## Work required
Report every line of the records below that includes the string "budget".

---------- Working data ----------

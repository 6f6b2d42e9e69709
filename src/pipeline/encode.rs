//! Categorical encoders
//!
//! Every encoder is fit once and then applied unchanged to every later
//! slice (test rows, unseen data), so the indicator layout can never drift
//! between training and scoring.

use std::collections::BTreeSet;

use anyhow::Result;
use polars::prelude::*;
use serde::{Deserialize, Serialize};

use super::error::PipelineError;
use super::impute::UNKNOWN;
use super::schema::{column_f64, column_strings, require_columns};

/// Integer codes for the sorted distinct values of one column
#[derive(Debug, Clone, PartialEq, Eq, Serialize, Deserialize)]
pub struct LabelEncoder {
    pub column: String,
    pub classes: Vec<String>,
}

impl LabelEncoder {
    /// Fit on a table column; nulls are treated as "Unknown"
    pub fn fit(df: &DataFrame, column: &str) -> Result<Self> {
        let values = label_values(df, column)?;
        let classes: BTreeSet<String> = values.into_iter().collect();
        Ok(Self {
            column: column.to_string(),
            classes: classes.into_iter().collect(),
        })
    }

    pub fn transform(&self, df: &DataFrame) -> Result<Vec<u32>> {
        label_values(df, &self.column)?
            .iter()
            .map(|v| self.code_of(v))
            .collect()
    }

    fn code_of(&self, value: &str) -> Result<u32> {
        self.classes
            .binary_search_by(|c| c.as_str().cmp(value))
            .map(|idx| idx as u32)
            .map_err(|_| {
                PipelineError::UnseenCategory {
                    column: self.column.clone(),
                    value: value.to_string(),
                }
                .into()
            })
    }

    pub fn inverse_transform(&self, codes: &[u32]) -> Result<Vec<String>> {
        codes
            .iter()
            .map(|&code| {
                self.classes.get(code as usize).cloned().ok_or_else(|| {
                    PipelineError::UnseenCategory {
                        column: self.column.clone(),
                        value: code.to_string(),
                    }
                    .into()
                })
            })
            .collect()
    }
}

fn label_values(df: &DataFrame, column: &str) -> Result<Vec<String>> {
    Ok(column_strings(df, column)?
        .into_iter()
        .map(|v| v.unwrap_or_else(|| UNKNOWN.to_string()))
        .collect())
}

/// Categories learned for one column
#[derive(Debug, Clone, PartialEq, Eq, Serialize, Deserialize)]
pub struct EncodedColumn {
    pub column: String,
    /// Categories that get an indicator column, sorted
    pub categories: Vec<String>,
    /// Category represented by an all-zero indicator group
    pub dropped: Option<String>,
}

impl EncodedColumn {
    pub fn indicator_names(&self) -> Vec<String> {
        self.categories
            .iter()
            .map(|c| indicator_name(&self.column, c))
            .collect()
    }
}

/// Indicator column name for a category
pub fn indicator_name(column: &str, category: &str) -> String {
    format!("{}_{}", column, category)
}

/// One-hot encoder with optional first-category drop
#[derive(Debug, Clone, PartialEq, Eq, Serialize, Deserialize)]
pub struct OneHotEncoder {
    pub drop_first: bool,
    pub columns: Vec<EncodedColumn>,
}

impl OneHotEncoder {
    /// Learn the sorted categories of each listed column
    pub fn fit(df: &DataFrame, columns: &[String], drop_first: bool) -> Result<Self> {
        let refs: Vec<&str> = columns.iter().map(String::as_str).collect();
        require_columns(df, &refs)?;

        let mut encoded = Vec::with_capacity(columns.len());
        for column in columns {
            let distinct: BTreeSet<String> =
                column_strings(df, column)?.into_iter().flatten().collect();
            let mut categories: Vec<String> = distinct.into_iter().collect();
            let dropped = if drop_first && !categories.is_empty() {
                Some(categories.remove(0))
            } else {
                None
            };
            encoded.push(EncodedColumn {
                column: column.clone(),
                categories,
                dropped,
            });
        }

        Ok(Self {
            drop_first,
            columns: encoded,
        })
    }

    /// Names of the source columns this encoder replaces
    pub fn source_columns(&self) -> Vec<String> {
        self.columns.iter().map(|c| c.column.clone()).collect()
    }

    /// All indicator columns, in output order
    pub fn feature_names(&self) -> Vec<String> {
        self.columns
            .iter()
            .flat_map(EncodedColumn::indicator_names)
            .collect()
    }

    /// Replace every encoded column with its indicators. All encoded columns
    /// must be present. Unseen values and nulls encode as all zeros.
    pub fn transform(&self, df: &DataFrame) -> Result<DataFrame> {
        let sources = self.source_columns();
        let refs: Vec<&str> = sources.iter().map(String::as_str).collect();
        require_columns(df, &refs)?;
        self.encode_present(df)
    }

    /// Like `transform`, but skips encoded columns absent from the table.
    /// Used when scoring tables that only partly match the training schema.
    pub fn transform_available(&self, df: &DataFrame) -> Result<DataFrame> {
        self.encode_present(df)
    }

    fn encode_present(&self, df: &DataFrame) -> Result<DataFrame> {
        let names = super::schema::column_names(df);
        let present: Vec<&EncodedColumn> = self
            .columns
            .iter()
            .filter(|c| names.contains(&c.column))
            .collect();

        let to_drop: Vec<String> = present.iter().map(|c| c.column.clone()).collect();
        let mut out = df.drop_many(&to_drop);

        for encoded in present {
            let values = column_strings(df, &encoded.column)?;
            for category in &encoded.categories {
                let indicator: Vec<f64> = values
                    .iter()
                    .map(|v| match v {
                        Some(v) if v == category => 1.0,
                        _ => 0.0,
                    })
                    .collect();
                out.with_column(Column::new(
                    indicator_name(&encoded.column, category).into(),
                    indicator,
                ))?;
            }
        }

        Ok(out)
    }

    /// Recover the categorical columns from their indicators. An all-zero
    /// group decodes to the dropped category (null when nothing was dropped).
    pub fn inverse_transform(&self, df: &DataFrame) -> Result<DataFrame> {
        let mut columns = Vec::with_capacity(self.columns.len());
        for encoded in &self.columns {
            let indicators: Vec<Vec<Option<f64>>> = encoded
                .indicator_names()
                .iter()
                .map(|name| column_f64(df, name))
                .collect::<Result<_>>()?;

            let decoded: Vec<Option<String>> = (0..df.height())
                .map(|row| {
                    encoded
                        .categories
                        .iter()
                        .zip(indicators.iter())
                        .find(|(_, ind)| ind[row] == Some(1.0))
                        .map(|(category, _)| category.clone())
                        .or_else(|| encoded.dropped.clone())
                })
                .collect();

            columns.push(Column::new(encoded.column.as_str().into(), decoded));
        }
        Ok(DataFrame::new(columns)?)
    }
}

/// Tokens learned for one delimited column
#[derive(Debug, Clone, PartialEq, Eq, Serialize, Deserialize)]
pub struct TokenColumn {
    pub column: String,
    /// Distinct tokens, sorted
    pub tokens: Vec<String>,
}

/// Multi-hot encoder for delimited multi-valued columns such as
/// `Action|Adventure|Sci-Fi`: one indicator per distinct token, set when the
/// token appears anywhere in the cell.
#[derive(Debug, Clone, PartialEq, Eq, Serialize, Deserialize)]
pub struct MultiLabelEncoder {
    pub separator: String,
    pub columns: Vec<TokenColumn>,
}

impl Default for MultiLabelEncoder {
    fn default() -> Self {
        Self {
            separator: "|".to_string(),
            columns: Vec::new(),
        }
    }
}

impl MultiLabelEncoder {
    pub fn fit(df: &DataFrame, columns: &[String], separator: &str) -> Result<Self> {
        let refs: Vec<&str> = columns.iter().map(String::as_str).collect();
        require_columns(df, &refs)?;

        let mut learned = Vec::with_capacity(columns.len());
        for column in columns {
            let tokens: BTreeSet<String> = column_strings(df, column)?
                .iter()
                .flatten()
                .flat_map(|cell| split_tokens(cell, separator))
                .collect();
            learned.push(TokenColumn {
                column: column.clone(),
                tokens: tokens.into_iter().collect(),
            });
        }

        Ok(Self {
            separator: separator.to_string(),
            columns: learned,
        })
    }

    pub fn source_columns(&self) -> Vec<String> {
        self.columns.iter().map(|c| c.column.clone()).collect()
    }

    pub fn feature_names(&self) -> Vec<String> {
        self.columns
            .iter()
            .flat_map(|c| c.tokens.iter().map(|t| indicator_name(&c.column, t)))
            .collect()
    }

    /// Replace each present source column with its token indicators. Unseen
    /// tokens are ignored and nulls encode as all zeros.
    pub fn transform_available(&self, df: &DataFrame) -> Result<DataFrame> {
        let names = super::schema::column_names(df);
        let present: Vec<&TokenColumn> = self
            .columns
            .iter()
            .filter(|c| names.contains(&c.column))
            .collect();

        let to_drop: Vec<String> = present.iter().map(|c| c.column.clone()).collect();
        let mut out = df.drop_many(&to_drop);

        for learned in present {
            let cells: Vec<BTreeSet<String>> = column_strings(df, &learned.column)?
                .iter()
                .map(|cell| match cell {
                    Some(c) => split_tokens(c, &self.separator).collect(),
                    None => BTreeSet::new(),
                })
                .collect();
            for token in &learned.tokens {
                let indicator: Vec<f64> = cells
                    .iter()
                    .map(|set| if set.contains(token) { 1.0 } else { 0.0 })
                    .collect();
                out.with_column(Column::new(
                    indicator_name(&learned.column, token).into(),
                    indicator,
                ))?;
            }
        }

        Ok(out)
    }
}

fn split_tokens<'a>(cell: &'a str, separator: &'a str) -> impl Iterator<Item = String> + 'a {
    cell.split(separator)
        .map(str::trim)
        .filter(|t| !t.is_empty())
        .map(str::to_string)
}

/// Distinct non-null value count of each listed column
pub fn cardinalities(df: &DataFrame, columns: &[String]) -> Result<Vec<(String, usize)>> {
    columns
        .iter()
        .map(|column| {
            let distinct: BTreeSet<String> =
                column_strings(df, column)?.into_iter().flatten().collect();
            Ok((column.clone(), distinct.len()))
        })
        .collect()
}

#[cfg(test)]
mod tests {
    use super::*;

    fn ratings() -> DataFrame {
        df! {
            "content_rating" => [Some("R"), Some("PG"), Some("PG-13"), Some("R"), None],
            "budget" => [1.0f64, 2.0, 3.0, 4.0, 5.0],
        }
        .unwrap()
    }

    #[test]
    fn test_label_encoder_sorted_codes() {
        let df = ratings();
        let le = LabelEncoder::fit(&df, "content_rating").unwrap();
        assert_eq!(le.classes, vec!["PG", "PG-13", "R", "Unknown"]);
        let codes = le.transform(&df).unwrap();
        assert_eq!(codes, vec![2, 0, 1, 2, 3]);
        let back = le.inverse_transform(&codes).unwrap();
        assert_eq!(back[1], "PG");
    }

    #[test]
    fn test_label_encoder_unseen_errors() {
        let le = LabelEncoder::fit(&ratings(), "content_rating").unwrap();
        let other = df! { "content_rating" => ["NC-17"] }.unwrap();
        assert!(le.transform(&other).is_err());
    }

    #[test]
    fn test_one_hot_drop_first_layout() {
        let df = ratings();
        let enc = OneHotEncoder::fit(&df, &["content_rating".to_string()], true).unwrap();
        assert_eq!(enc.columns[0].dropped.as_deref(), Some("PG"));
        assert_eq!(
            enc.feature_names(),
            vec!["content_rating_PG-13", "content_rating_R"]
        );

        let out = enc.transform(&df).unwrap();
        let names = crate::pipeline::schema::column_names(&out);
        assert_eq!(names, vec!["budget", "content_rating_PG-13", "content_rating_R"]);
    }

    #[test]
    fn test_unseen_value_encodes_as_zeros() {
        let enc =
            OneHotEncoder::fit(&ratings(), &["content_rating".to_string()], false).unwrap();
        let other = df! { "content_rating" => ["NC-17"] }.unwrap();
        let out = enc.transform(&other).unwrap();
        for name in enc.feature_names() {
            assert_eq!(column_f64(&out, &name).unwrap(), vec![Some(0.0)]);
        }
    }

    #[test]
    fn test_transform_available_skips_absent_columns() {
        let enc =
            OneHotEncoder::fit(&ratings(), &["content_rating".to_string()], true).unwrap();
        let other = df! { "age" => [30.0f64] }.unwrap();
        assert!(enc.transform(&other).is_err());
        let out = enc.transform_available(&other).unwrap();
        assert_eq!(out.width(), 1);
    }

    #[test]
    fn test_multi_label_one_indicator_per_token() {
        let df = df! {
            "genres" => [Some("Action|Sci-Fi"), Some("Drama"), None, Some("Action|Drama")],
        }
        .unwrap();
        let enc = MultiLabelEncoder::fit(&df, &["genres".to_string()], "|").unwrap();
        assert_eq!(
            enc.feature_names(),
            vec!["genres_Action", "genres_Drama", "genres_Sci-Fi"]
        );

        let out = enc.transform_available(&df).unwrap();
        assert!(out.column("genres").is_err());
        assert_eq!(
            column_f64(&out, "genres_Action").unwrap(),
            vec![Some(1.0), Some(0.0), Some(0.0), Some(1.0)]
        );
        assert_eq!(
            column_f64(&out, "genres_Drama").unwrap(),
            vec![Some(0.0), Some(1.0), Some(0.0), Some(1.0)]
        );
    }

    #[test]
    fn test_multi_label_ignores_unseen_tokens() {
        let train = df! { "genres" => ["Comedy|Romance"] }.unwrap();
        let enc = MultiLabelEncoder::fit(&train, &["genres".to_string()], "|").unwrap();
        let other = df! { "genres" => ["Western|Comedy"] }.unwrap();
        let out = enc.transform_available(&other).unwrap();
        assert_eq!(out.width(), 2);
        assert_eq!(column_f64(&out, "genres_Comedy").unwrap(), vec![Some(1.0)]);
        assert_eq!(column_f64(&out, "genres_Romance").unwrap(), vec![Some(0.0)]);
    }

    #[test]
    fn test_cardinalities_ignore_nulls() {
        let cards = cardinalities(&ratings(), &["content_rating".to_string()]).unwrap();
        assert_eq!(cards, vec![("content_rating".to_string(), 3)]);
    }
}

----------

## Response to this exercise
            "budget" => [1.0f64, 2.0, 3.0, 4.0, 5.0],
        assert_eq!(names, vec!["budget", "content_rating_PG-13", "content_rating_R"]);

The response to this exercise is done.